//! # mostrador-sync: Sync Engine for Mostrador
//!
//! Delivers locally queued mutations to the remote authoritative store,
//! so the point of sale keeps selling while the network is down.
//!
//! ## Architecture Overview
//! ```text
//! ┌─────────────────────────────────────────────────────────────────────────┐
//! │                         Sync Engine Architecture                        │
//! │                                                                         │
//! │  ┌──────────────────────────────────────────────────────────────────┐  │
//! │  │                   SyncEngine (public handle)                     │  │
//! │  │                                                                  │  │
//! │  │  enqueue / mutations()  →  durable queue (mostrador-db)         │  │
//! │  │  start / shutdown / force_sync / status                          │  │
//! │  └────────────────────────────┬─────────────────────────────────────┘  │
//! │                               │                                         │
//! │                               ▼                                         │
//! │  ┌──────────────────────────────────────────────────────────────────┐  │
//! │  │                     SyncDispatcher (one task)                    │  │
//! │  │                                                                  │  │
//! │  │  next_batch (ranked) → sanitize → RemoteStore::apply            │  │
//! │  │  Success → completed, Structural → retry, Transient → back off  │  │
//! │  └────────────────────────────┬─────────────────────────────────────┘  │
//! │                               │                                         │
//! │                               ▼                                         │
//! │  ┌──────────────────────────────────────────────────────────────────┐  │
//! │  │              SqlRemoteStore (sqlx AnyPool)                       │  │
//! │  │              PostgreSQL in production, SQLite in tests          │  │
//! │  └──────────────────────────────────────────────────────────────────┘  │
//! └─────────────────────────────────────────────────────────────────────────┘
//! ```
//!
//! ## Module Organization
//! - [`config`] - TOML + environment configuration, sync modes
//! - [`dispatcher`] - Drain cycle, retry and backoff loop
//! - [`engine`] - `SyncEngine` handle and builder
//! - [`error`] - Sync error types
//! - [`remote`] - `RemoteStore` trait and the SQL implementation
//!
//! ## Usage
//!
//! ```rust,ignore
//! use mostrador_sync::{SyncConfig, SyncEngine};
//!
//! let config = SyncConfig::load(None)?;
//! let mut engine = SyncEngine::connect(config).await?;
//! engine.start().await?;
//!
//! // Business code: local write and queue entry in one transaction
//! engine.mutations().apply("productos", OperationKind::Modify, &payload).await?;
//!
//! // Operator pressed "sync now"
//! let report = engine.force_sync().await?;
//! println!("Delivered: {}", report.completed);
//! ```

// =============================================================================
// Module Declarations
// =============================================================================

pub mod config;
pub mod dispatcher;
pub mod engine;
pub mod error;
pub mod remote;

// =============================================================================
// Re-exports
// =============================================================================

pub use config::{DatabaseSettings, RemoteSettings, SyncConfig, SyncMode, SyncSettings};
pub use dispatcher::{
    DispatcherConfig, DispatcherHandle, DispatcherState, DispatcherStatus, DrainReport, NoOpEmitter,
    SyncDispatcher, SyncEventEmitter,
};
pub use engine::{SyncEngine, SyncEngineBuilder, SyncStatus};
pub use error::{SyncError, SyncResult};
pub use remote::{Dialect, Outcome, RemoteStore, SqlRemoteStore};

+--

ACTIVITY>
Copy out each line of the listing where the string "Architecture" appears.

RESPONSE AREA>
//! ## Architecture Overview
//! │                         Sync Engine Architecture                        │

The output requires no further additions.